Als ein Orlando-Tor fiel, flippte die lila Menge sprichwörtlich aus und die Animateure zündeten ihre lila Bengalos, die wohl in dem Block erlaubt/ toleriert sind. Die lila Rauchschwaden nebelten den ganzen Mittelblock ein, aber egal, die Menge tobte in dem Moment vor Freude. Es wurde links und rechts abgeklatscht, egal, mit wem, Hauptsache ausflippen vor Freude.

Allerdings liess mit der sinkenden Spielleistung von Orlando in der zweiten Halbzeit auch die Begeisterung der Fans nach, sehr zum Ärger der Animateure, die dann mit Eiswasser für erneute Stimmung sorgten. Aber es half alles nichts. Jeder Spieler hat am Ende zwar nochmal alles gegeben, doch es hat nicht gereicht: Endstand 2:1 für Atlanta United, eins davon war ein Elfmeter. Mein erster Eindruck vom Stadionfeeling: Der Hammer. Mach ich gern nochmal mit.

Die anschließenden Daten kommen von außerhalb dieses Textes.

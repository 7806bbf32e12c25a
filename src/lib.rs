pub mod analysis;
pub mod analyzer;
pub mod config;
pub mod engine;
pub mod error;
pub mod insights;
pub mod models;
pub mod normalize;
pub mod sources;
pub mod store;

pub use analyzer::{AnalysisReport, Analyzer};
pub use config::AnalyzerConfig;
pub use error::AnalysisError;
pub use insights::RecommendationProvider;
pub use models::insight::{AIInsight, AIRecommendation, Priority};
pub use models::repository::{Profile, RawRepoRecord, Repository};
pub use models::score::{DimensionKey, Dimensions, ProfileScore, ScoreDimension};
pub use sources::{RepositoryProvider, SourceKind};
pub use store::HistoryStore;
use crate::models::repository::Repository;
use crate::models::score::{DimensionKey, ScoreDimension};

const KEY: DimensionKey = DimensionKey::RepositoryQuality;

/// Repository Quality (0–100):
/// min(repoCount/20 × 100, 40) + min(avgStars/10 × 100, 30) + withDescription/total × 30
pub fn score_repository_quality(repositories: &[Repository]) -> ScoreDimension {
    if repositories.is_empty() {
        return ScoreDimension::zero(KEY, "No public repositories found");
    }

    let total = repositories.len() as f64;
    let count_score = (total / 20.0 * 100.0).min(40.0);

    let avg_stars = repositories.iter().map(|r| f64::from(r.stars)).sum::<f64>() / total;
    let stars_score = (avg_stars / 10.0 * 100.0).min(30.0);

    let with_descriptions = repositories.iter().filter(|r| has_description(r)).count();
    let description_score = with_descriptions as f64 / total * 30.0;

    let details = format!(
        "{} repos, avg {:.1} stars, {} with descriptions",
        repositories.len(),
        avg_stars,
        with_descriptions
    );

    ScoreDimension::new(KEY, count_score + stars_score + description_score, details)
}

fn has_description(repo: &Repository) -> bool {
    repo.description.as_deref().is_some_and(|d| !d.is_empty())
}
use crate::analysis::{
    account_age_years, score_code_quality, score_collaboration, score_contribution_activity,
    score_documentation, score_engineering_practices, score_profile_presentation,
    score_project_impact, score_repository_quality, score_tech_diversity,
};
use crate::models::repository::{Profile, Repository};
use crate::models::score::{Dimensions, ProfileScore};
use crate::store::HistoryStore;
use chrono::{DateTime, Utc};
use uuid::Uuid;

/// Compute the weighted profile score, diff it against the most recent prior
/// run, and append the result to history. Store failures on either side are
/// logged and swallowed: the caller always gets the computed score.
pub fn compute_score(
    store: &HistoryStore,
    user_id: &str,
    repositories: &[Repository],
    profile: &Profile,
) -> ProfileScore {
    compute_score_at(store, user_id, repositories, profile, Utc::now())
}

/// Deterministic variant taking an explicit `now`; recomputing with the same
/// inputs and instant yields the same dimensions and overall.
pub fn compute_score_at(
    store: &HistoryStore,
    user_id: &str,
    repositories: &[Repository],
    profile: &Profile,
    now: DateTime<Utc>,
) -> ProfileScore {
    let account_age = account_age_years(profile.created_at, now);

    let dimensions = Dimensions {
        repository_quality: score_repository_quality(repositories),
        documentation: score_documentation(repositories),
        contribution_activity: score_contribution_activity(
            profile.followers,
            profile.following,
            account_age,
        ),
        code_quality: score_code_quality(repositories, now),
        project_impact: score_project_impact(repositories),
        engineering_practices: score_engineering_practices(repositories),
        tech_diversity: score_tech_diversity(repositories),
        collaboration: score_collaboration(profile.following, repositories),
        profile_presentation: score_profile_presentation(
            profile.name.as_deref(),
            profile.bio.as_deref(),
        ),
    };

    // Improvement deltas run over the unrounded sum, which is also what gets
    // persisted; rounding only happens at the display edge.
    let overall_raw = dimensions.weighted_total();

    let prior = match store.most_recent_overall(user_id) {
        Ok(prior) => prior,
        Err(err) => {
            log::warn!("score history read failed for {user_id}, treating as first run: {err}");
            None
        }
    };
    let improvement = prior.map(|p| overall_raw - p);

    let analysis_id = format!("analysis_{}_{}", user_id, Uuid::new_v4().simple());

    let score = ProfileScore {
        overall: overall_raw.round() as u32,
        dimensions,
        improvement,
        last_analyzed_at: now,
        analysis_id,
    };

    if let Err(err) = store.append_score(user_id, overall_raw, &score) {
        log::warn!("score history write failed for {user_id}, returning unpersisted score: {err}");
    }

    score
}
use crate::analysis::distinct_languages;
use crate::models::repository::Repository;
use crate::models::score::{DimensionKey, ScoreDimension};
use chrono::{DateTime, Utc};

const KEY: DimensionKey = DimensionKey::CodeQuality;

/// Updates within this window count as recent.
const RECENT_WINDOW_DAYS: f64 = 90.0;

/// Code Quality (0–100):
/// min(distinctLanguages/5 × 40, 40) + recentlyUpdated<90days/total × 60
pub fn score_code_quality(repositories: &[Repository], now: DateTime<Utc>) -> ScoreDimension {
    if repositories.is_empty() {
        return ScoreDimension::zero(KEY, "No repositories to analyze");
    }

    let total = repositories.len() as f64;

    let languages = distinct_languages(repositories);
    let language_score = (languages as f64 / 5.0 * 40.0).min(40.0);

    let recent = repositories
        .iter()
        .filter(|r| is_recently_updated(r, now))
        .count();
    let recency_score = recent as f64 / total * 60.0;

    let details = format!("{languages} languages, {recent} recently updated");

    ScoreDimension::new(KEY, language_score + recency_score, details)
}

fn is_recently_updated(repo: &Repository, now: DateTime<Utc>) -> bool {
    let diff_days = (now - repo.updated_at).num_seconds().abs() as f64 / 86_400.0;
    diff_days < RECENT_WINDOW_DAYS
}
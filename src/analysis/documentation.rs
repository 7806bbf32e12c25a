use crate::models::repository::Repository;
use crate::models::score::{DimensionKey, ScoreDimension};

const KEY: DimensionKey = DimensionKey::Documentation;

/// Minimum description length to count as "detailed".
const DETAILED_DESCRIPTION_CHARS: usize = 50;

/// Documentation (0–100):
/// reposWithDesc>50chars/total × 50 + min(avgDescLength/200 × 50, 50)
pub fn score_documentation(repositories: &[Repository]) -> ScoreDimension {
    if repositories.is_empty() {
        return ScoreDimension::zero(KEY, "No repositories to analyze");
    }

    let total = repositories.len() as f64;

    let detailed = repositories
        .iter()
        .filter(|r| description_chars(r) > DETAILED_DESCRIPTION_CHARS)
        .count();
    let description_score = detailed as f64 / total * 50.0;

    // README presence approximated by description length.
    let avg_desc_len =
        repositories.iter().map(|r| description_chars(r) as f64).sum::<f64>() / total;
    let readme_score = (avg_desc_len / 200.0 * 50.0).min(50.0);

    let details = format!("{detailed} repos with detailed descriptions");

    ScoreDimension::new(KEY, description_score + readme_score, details)
}

fn description_chars(repo: &Repository) -> usize {
    repo.description.as_deref().map_or(0, |d| d.chars().count())
}
pub mod code_quality;
pub mod collaboration;
pub mod contribution_activity;
pub mod documentation;
pub mod engineering_practices;
pub mod profile_presentation;
pub mod project_impact;
pub mod repository_quality;
pub mod tech_diversity;

pub use code_quality::score_code_quality;
pub use collaboration::score_collaboration;
pub use contribution_activity::score_contribution_activity;
pub use documentation::score_documentation;
pub use engineering_practices::score_engineering_practices;
pub use profile_presentation::score_profile_presentation;
pub use project_impact::score_project_impact;
pub use repository_quality::score_repository_quality;
pub use tech_diversity::score_tech_diversity;

use crate::models::repository::Repository;
use chrono::{DateTime, Utc};
use std::collections::HashSet;

/// Account age in fractional years. Future-dated creation reads as zero.
pub fn account_age_years(created_at: DateTime<Utc>, now: DateTime<Utc>) -> f64 {
    let seconds = (now - created_at).num_seconds();
    if seconds <= 0 {
        return 0.0;
    }
    seconds as f64 / (365.0 * 86_400.0)
}

/// Count distinct primary languages, ignoring repos without one.
pub(crate) fn distinct_languages(repositories: &[Repository]) -> usize {
    repositories
        .iter()
        .filter_map(|r| r.language.as_deref())
        .filter(|lang| !lang.is_empty())
        .collect::<HashSet<_>>()
        .len()
}

#[cfg(test)]
pub(crate) mod fixtures {
    use crate::models::repository::Repository;
    use chrono::{DateTime, Duration, Utc};
    use std::collections::BTreeSet;

    pub fn repo(name: &str, stars: u32, updated_at: DateTime<Utc>) -> Repository {
        Repository {
            id: format!("id-{name}"),
            name: name.to_string(),
            description: None,
            url: format!("https://example.com/{name}"),
            stars,
            language: None,
            updated_at,
            topics: BTreeSet::new(),
            forks: 0,
        }
    }

    pub fn days_ago(now: DateTime<Utc>, days: i64) -> DateTime<Utc> {
        now - Duration::days(days)
    }
}
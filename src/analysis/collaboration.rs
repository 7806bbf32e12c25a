use crate::models::repository::Repository;
use crate::models::score::{DimensionKey, ScoreDimension};

const KEY: DimensionKey = DimensionKey::Collaboration;

/// Collaboration (0–100):
/// min(following/100 × 50, 50) + reposWithForks/total × 50
pub fn score_collaboration(following: u32, repositories: &[Repository]) -> ScoreDimension {
    if repositories.is_empty() {
        return ScoreDimension::zero(KEY, "No repositories to analyze");
    }

    let following_score = (f64::from(following) / 100.0 * 50.0).min(50.0);

    let forked = repositories.iter().filter(|r| r.forks > 0).count();
    let fork_score = forked as f64 / repositories.len() as f64 * 50.0;

    let details = format!("Following {following}, {forked} repos with forks");

    ScoreDimension::new(KEY, following_score + fork_score, details)
}
use crate::analysis::distinct_languages;
use crate::models::repository::Repository;
use crate::models::score::{DimensionKey, ScoreDimension};
use std::collections::HashSet;

const KEY: DimensionKey = DimensionKey::TechDiversity;

/// Tech Diversity (0–100):
/// min(distinctLanguages × 15, 50) + min(distinctTopics × 2, 50)
pub fn score_tech_diversity(repositories: &[Repository]) -> ScoreDimension {
    if repositories.is_empty() {
        return ScoreDimension::zero(KEY, "No repositories to analyze");
    }

    let languages = distinct_languages(repositories);
    let topics: HashSet<&str> = repositories
        .iter()
        .flat_map(|r| r.topics.iter().map(String::as_str))
        .collect();

    let language_score = (languages as f64 * 15.0).min(50.0);
    let topic_score = (topics.len() as f64 * 2.0).min(50.0);

    let details = format!("{languages} languages, {} different topics", topics.len());

    ScoreDimension::new(KEY, language_score + topic_score, details)
}

#[cfg(test)]
mod tests {
    use super::*;
    use crate::analysis::fixtures::repo;
    use chrono::Utc;

    #[test]
    fn topics_are_counted_once_across_repos() {
        let now = Utc::now();
        let mut a = repo("a", 0, now);
        a.topics.extend(["web".to_string(), "api".to_string()]);
        let mut b = repo("b", 0, now);
        b.topics.extend(["web".to_string(), "cli".to_string()]);

        // languages: 0; topics: 3×2 = 6
        let dim = score_tech_diversity(&[a, b]);
        assert!((dim.score - 6.0).abs() < 1e-9);
        assert_eq!(dim.details, "0 languages, 3 different topics");
    }

    #[test]
    fn four_languages_cap_the_language_term() {
        let now = Utc::now();
        let repos: Vec<Repository> = ["Rust", "Go", "Python", "C"]
            .iter()
            .enumerate()
            .map(|(i, lang)| {
                let mut r = repo(&format!("r{i}"), 0, now);
                r.language = Some(lang.to_string());
                r
            })
            .collect();

        let dim = score_tech_diversity(&repos);
        assert!((dim.score - 50.0).abs() < 1e-9);
    }
}
use crate::config::AnalyzerConfig;
use crate::engine;
use crate::error::AnalysisError;
use crate::insights::{self, RecommendationProvider};
use crate::models::insight::AIInsight;
use crate::models::repository::{Profile, Repository};
use crate::models::score::ProfileScore;
use crate::normalize::normalize_sources;
use crate::sources::{fetch_all_sources, fetch_profile, RepositoryProvider};
use crate::store::HistoryStore;
use serde::{Deserialize, Serialize};

/// Everything one analysis run produces, ready to render as JSON.
#[derive(Debug, Clone, Serialize, Deserialize)]
pub struct AnalysisReport {
    pub profile: Profile,
    pub repositories: Vec<Repository>,
    pub score: ProfileScore,
    pub insight: AIInsight,
}

/// Request-scoped analysis pipeline: one call, one user, one run. Holds the
/// injected collaborators; the store is owned here and opened/closed with the
/// process, not per call.
pub struct Analyzer<P, B> {
    provider: P,
    bridge: B,
    store: HistoryStore,
    config: AnalyzerConfig,
}

impl<P, B> Analyzer<P, B>
where
    P: RepositoryProvider,
    B: RecommendationProvider,
{
    pub fn new(provider: P, bridge: B, store: HistoryStore) -> Self {
        Self::with_config(provider, bridge, store, AnalyzerConfig::default())
    }

    pub fn with_config(provider: P, bridge: B, store: HistoryStore, config: AnalyzerConfig) -> Self {
        Self {
            provider,
            bridge,
            store,
            config,
        }
    }

    /// Run one end-to-end analysis. Only a failed profile fetch aborts;
    /// repository sources, the bridge, and all persistence degrade gracefully.
    pub async fn analyze(
        &self,
        user_id: &str,
        username: &str,
    ) -> Result<AnalysisReport, AnalysisError> {
        log::info!("starting analysis for {username}");

        let profile =
            fetch_profile(&self.provider, username, self.config.source_timeout).await?;

        let sources =
            fetch_all_sources(&self.provider, username, self.config.source_timeout).await;
        let repositories = normalize_sources(sources);
        log::info!(
            "normalized {} repositories for {username}",
            repositories.len()
        );

        let score = engine::compute_score(&self.store, user_id, &repositories, &profile);

        if let Err(err) = self.store.upsert_repositories(
            user_id,
            &repositories,
            score.last_analyzed_at.timestamp(),
        ) {
            log::warn!("repository snapshot upsert failed for {user_id}: {err}");
        }

        let insight = insights::generate_with_fallback(
            &self.bridge,
            &profile,
            &repositories,
            &score,
            self.config.bridge_timeout,
        )
        .await;

        if let Err(err) =
            self.store
                .save_insight(user_id, &score.analysis_id, &insight, score.last_analyzed_at.timestamp())
        {
            log::warn!("insight persistence failed for {user_id}: {err}");
        }

        log::info!(
            "analysis complete for {username}: overall {} ({})",
            score.overall,
            score.analysis_id
        );

        Ok(AnalysisReport {
            profile,
            repositories,
            score,
            insight,
        })
    }

    /// Access the underlying store for history/trend queries.
    pub fn store(&self) -> &HistoryStore {
        &self.store
    }
}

Die Fans mochten so manche Schirientscheidung nicht so…

Danach sind wir schnell zum Parkplatz gegangen, und was war? Kein Paris weit und breit, aber Auto war noch da. Puh, mit kratzender Stimme und rot geklatschten Händen sind wir im Stau glücklich auf die Autobahn in Richtung Hotel gejuckelt.